Pipeline¶

A Pipeline is a node graph that describes the structure of an ML workflow.

Roles¶

Every node has one of three roles:

Role	Class	Purpose
DataSource	(implicit)	The original input data. Not a real node — represented as `None` in edges.
Stage	`TransformProcessor`	Transforms data and passes it downstream. Stays alive to supply data to child nodes.
Head	`PredictProcessor`	Consumes transformed data and produces predictions. Terminal node.

Nodes and Groups¶

A node is the unit of execution. Each node has:

processor: the class that does the work (e.g. StandardScaler, LGBMClassifier)
edges: which upstream nodes supply which variables
method: method name to call on the processor
adapter: optional wrapper that translates data and params to framework conventions
params: constructor parameters for the processor
desc: optional free-text description (not inherited from group)

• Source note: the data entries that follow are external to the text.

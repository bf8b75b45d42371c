//! Lua runtime for rig build-description chunks
//!
//! Owns a Lua state with the rig globals registered and the bridge-side
//! callable registry. The broader evaluator (file loading, module
//! resolution, rule execution) lives elsewhere; this runtime only knows
//! how to run a chunk against the provider globals.

use std::cell::RefCell;
use std::rc::Rc;

use mlua::Lua;
use tracing::debug;

use crate::convert::Callables;
use crate::error::Result;
use crate::globals;

/// The Lua runtime environment with the rig globals registered
pub struct Runtime {
    lua: Lua,
    callables: Rc<RefCell<Callables>>,
}

impl Runtime {
    /// Create a new Lua runtime with all globals registered
    pub fn new() -> Result<Self> {
        let lua = Lua::new();
        let callables = Rc::new(RefCell::new(Callables::new()));
        globals::register_globals(&lua, Rc::clone(&callables))?;

        Ok(Self { lua, callables })
    }

    /// Run a build-description chunk
    pub fn exec(&self, source: &str, chunk_name: &str) -> Result<()> {
        debug!("Evaluating chunk '{}'", chunk_name);
        self.lua.load(source).set_name(chunk_name).exec()?;
        Ok(())
    }

    /// Get access to the raw Lua state (for advanced use cases)
    pub fn lua(&self) -> &Lua {
        &self.lua
    }

    /// Get access to the callable registry (for testing or introspection)
    pub fn callables(&self) -> Rc<RefCell<Callables>> {
        Rc::clone(&self.callables)
    }
}
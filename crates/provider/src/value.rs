//! Runtime values carried in provider records
//!
//! Closed union over the kinds a rig script can put in a provider field.
//! Containers are mutable until frozen; freezing is one-way and recursive.
//! Cloning a `Value` shares the underlying container, it never deep-copies.

use std::collections::BTreeMap;
use std::sync::atomic::{AtomicBool, Ordering};
use std::sync::{Arc, RwLock};

use thiserror::Error;

use crate::record::Record;

/// Errors raised by value mutation and conversion
#[derive(Debug, Error)]
pub enum ValueError {
    #[error("cannot mutate frozen list")]
    FrozenList,

    #[error("cannot mutate frozen dict")]
    FrozenDict,

    #[error("cannot represent {kind} value as JSON")]
    Unrepresentable { kind: &'static str },
}

/// A value of the build-description language
#[derive(Debug, Clone)]
pub enum Value {
    Bool(bool),
    Int(i64),
    Float(f64),
    Str(Arc<str>),
    List(Arc<List>),
    Dict(Arc<Dict>),
    /// A nested provider instance
    Record(Arc<Record>),
    /// Opaque handle to a host-language function
    Callable(Arc<Callable>),
}

impl Value {
    /// The type name as scripts see it
    pub fn type_name(&self) -> &'static str {
        match self {
            Value::Bool(_) => "bool",
            Value::Int(_) => "int",
            Value::Float(_) => "float",
            Value::Str(_) => "string",
            Value::List(_) => "list",
            Value::Dict(_) => "dict",
            Value::Record(_) => "record",
            Value::Callable(_) => "function",
        }
    }

    /// Whether this value can no longer change
    ///
    /// Scalars, strings, and callables always qualify. Containers must be
    /// frozen and hold only immutable elements; a nested record answers
    /// through its own provider/export check. Evaluated fresh on every
    /// call: an unfrozen container or an unexported provider can become
    /// immutable later, never the reverse, so a cached answer could go
    /// stale.
    pub fn is_immutable(&self) -> bool {
        match self {
            Value::Bool(_)
            | Value::Int(_)
            | Value::Float(_)
            | Value::Str(_)
            | Value::Callable(_) => true,
            Value::List(list) => list.is_immutable(),
            Value::Dict(dict) => dict.is_immutable(),
            Value::Record(record) => record.is_immutable(),
        }
    }

    /// Recursively freeze every container reachable from this value
    pub fn freeze(&self) {
        match self {
            Value::List(list) => list.freeze(),
            Value::Dict(dict) => dict.freeze(),
            Value::Record(record) => record.freeze_values(),
            _ => {}
        }
    }

    /// JSON view of this value, for introspection and logging
    ///
    /// Callables and non-finite floats have no JSON form.
    pub fn to_json(&self) -> Result<serde_json::Value, ValueError> {
        Ok(match self {
            Value::Bool(b) => serde_json::Value::Bool(*b),
            Value::Int(i) => serde_json::Value::from(*i),
            Value::Float(f) => serde_json::Number::from_f64(*f)
                .map(serde_json::Value::Number)
                .ok_or(ValueError::Unrepresentable {
                    kind: "non-finite float",
                })?,
            Value::Str(s) => serde_json::Value::String(s.to_string()),
            Value::List(list) => {
                let items = list.items.read().unwrap();
                serde_json::Value::Array(
                    items.iter().map(Value::to_json).collect::<Result<_, _>>()?,
                )
            }
            Value::Dict(dict) => {
                let entries = dict.entries.read().unwrap();
                let mut map = serde_json::Map::new();
                for (key, value) in entries.iter() {
                    map.insert(key.clone(), value.to_json()?);
                }
                serde_json::Value::Object(map)
            }
            Value::Record(record) => record.to_json()?,
            Value::Callable(_) => {
                return Err(ValueError::Unrepresentable { kind: "function" });
            }
        })
    }
}

// Values of different types are never equal. Floats follow IEEE-754
// (NaN != NaN); callables compare by handle identity.
impl PartialEq for Value {
    fn eq(&self, other: &Self) -> bool {
        match (self, other) {
            (Value::Bool(a), Value::Bool(b)) => a == b,
            (Value::Int(a), Value::Int(b)) => a == b,
            (Value::Float(a), Value::Float(b)) => a == b,
            (Value::Str(a), Value::Str(b)) => a == b,
            (Value::List(a), Value::List(b)) => {
                Arc::ptr_eq(a, b) || *a.items.read().unwrap() == *b.items.read().unwrap()
            }
            (Value::Dict(a), Value::Dict(b)) => {
                Arc::ptr_eq(a, b) || *a.entries.read().unwrap() == *b.entries.read().unwrap()
            }
            (Value::Record(a), Value::Record(b)) => a == b,
            (Value::Callable(a), Value::Callable(b)) => a.token == b.token,
            _ => false,
        }
    }
}

impl From<bool> for Value {
    fn from(value: bool) -> Self {
        Value::Bool(value)
    }
}

impl From<i64> for Value {
    fn from(value: i64) -> Self {
        Value::Int(value)
    }
}

impl From<f64> for Value {
    fn from(value: f64) -> Self {
        Value::Float(value)
    }
}

impl From<&str> for Value {
    fn from(value: &str) -> Self {
        Value::Str(Arc::from(value))
    }
}

impl From<String> for Value {
    fn from(value: String) -> Self {
        Value::Str(Arc::from(value.as_str()))
    }
}

/// A sequence value, mutable until frozen
#[derive(Debug)]
pub struct List {
    items: RwLock<Vec<Value>>,
    frozen: AtomicBool,
}

impl List {
    pub fn new() -> Self {
        Self::from_vec(Vec::new())
    }

    pub fn from_vec(items: Vec<Value>) -> Self {
        Self {
            items: RwLock::new(items),
            frozen: AtomicBool::new(false),
        }
    }

    pub fn len(&self) -> usize {
        self.items.read().unwrap().len()
    }

    pub fn is_empty(&self) -> bool {
        self.len() == 0
    }

    pub fn get(&self, index: usize) -> Option<Value> {
        self.items.read().unwrap().get(index).cloned()
    }

    /// Snapshot of the current items
    pub fn to_vec(&self) -> Vec<Value> {
        self.items.read().unwrap().clone()
    }

    pub fn push(&self, value: Value) -> Result<(), ValueError> {
        if self.is_frozen() {
            return Err(ValueError::FrozenList);
        }
        self.items.write().unwrap().push(value);
        Ok(())
    }

    pub fn is_frozen(&self) -> bool {
        self.frozen.load(Ordering::Acquire)
    }

    /// One-way freeze, recursing into the current elements
    pub fn freeze(&self) {
        if self.frozen.swap(true, Ordering::AcqRel) {
            return;
        }
        for item in self.items.read().unwrap().iter() {
            item.freeze();
        }
    }

    pub fn is_immutable(&self) -> bool {
        self.is_frozen() && self.items.read().unwrap().iter().all(Value::is_immutable)
    }
}

impl Default for List {
    fn default() -> Self {
        Self::new()
    }
}

/// A string-keyed mapping value, mutable until frozen
///
/// Keys iterate in sorted order, so downstream output is deterministic.
#[derive(Debug)]
pub struct Dict {
    entries: RwLock<BTreeMap<String, Value>>,
    frozen: AtomicBool,
}

impl Dict {
    pub fn new() -> Self {
        Self::from_map(BTreeMap::new())
    }

    pub fn from_map(entries: BTreeMap<String, Value>) -> Self {
        Self {
            entries: RwLock::new(entries),
            frozen: AtomicBool::new(false),
        }
    }

    pub fn len(&self) -> usize {
        self.entries.read().unwrap().len()
    }

    pub fn is_empty(&self) -> bool {
        self.len() == 0
    }

    pub fn get(&self, key: &str) -> Option<Value> {
        self.entries.read().unwrap().get(key).cloned()
    }

    /// Keys in sorted order
    pub fn keys(&self) -> Vec<String> {
        self.entries.read().unwrap().keys().cloned().collect()
    }

    /// Snapshot of the current entries
    pub fn to_map(&self) -> BTreeMap<String, Value> {
        self.entries.read().unwrap().clone()
    }

    pub fn insert(&self, key: impl Into<String>, value: Value) -> Result<(), ValueError> {
        if self.is_frozen() {
            return Err(ValueError::FrozenDict);
        }
        self.entries.write().unwrap().insert(key.into(), value);
        Ok(())
    }

    pub fn is_frozen(&self) -> bool {
        self.frozen.load(Ordering::Acquire)
    }

    /// One-way freeze, recursing into the current entries
    pub fn freeze(&self) {
        if self.frozen.swap(true, Ordering::AcqRel) {
            return;
        }
        for value in self.entries.read().unwrap().values() {
            value.freeze();
        }
    }

    pub fn is_immutable(&self) -> bool {
        self.is_frozen() && self.entries.read().unwrap().values().all(Value::is_immutable)
    }
}

impl Default for Dict {
    fn default() -> Self {
        Self::new()
    }
}

/// Opaque handle to a host-language function
///
/// The engine never calls it; the host keeps the token-to-function mapping
/// and uses the name for display. Callables count as immutable.
#[derive(Debug)]
pub struct Callable {
    token: u64,
    name: Arc<str>,
}

impl Callable {
    pub fn new(token: u64, name: impl Into<Arc<str>>) -> Self {
        Self {
            token,
            name: name.into(),
        }
    }

    pub fn token(&self) -> u64 {
        self.token
    }

    pub fn name(&self) -> &str {
        &self.name
    }
}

A group (PipelineGroup) lets multiple nodes share configuration. Node attributes override group attributes; group attributes override parent group attributes.

Note: desc is the only attribute that is not inherited — each group and node holds its own description independently. Changing desc alone has no effect on which nodes are considered affected or need rebuilding.

edges¶

edges defines what data a node receives and from where.

edges = {
    'X': [(None, ['feature1', 'feature2']),   # from DataSource
           ('stage1', None)],                  # all columns from stage1
    'y': [(None, 'target')],
}

Keys name variable sets ('X', 'y', 'sample_weight', …)
Each value is a list of (node_name, var_spec) pairs
node_name=None means DataSource
var_spec: None (all columns), str, list, or callable
Multiple entries for the same key are concatenated column-wise
Child nodes inherit and extend parent group edges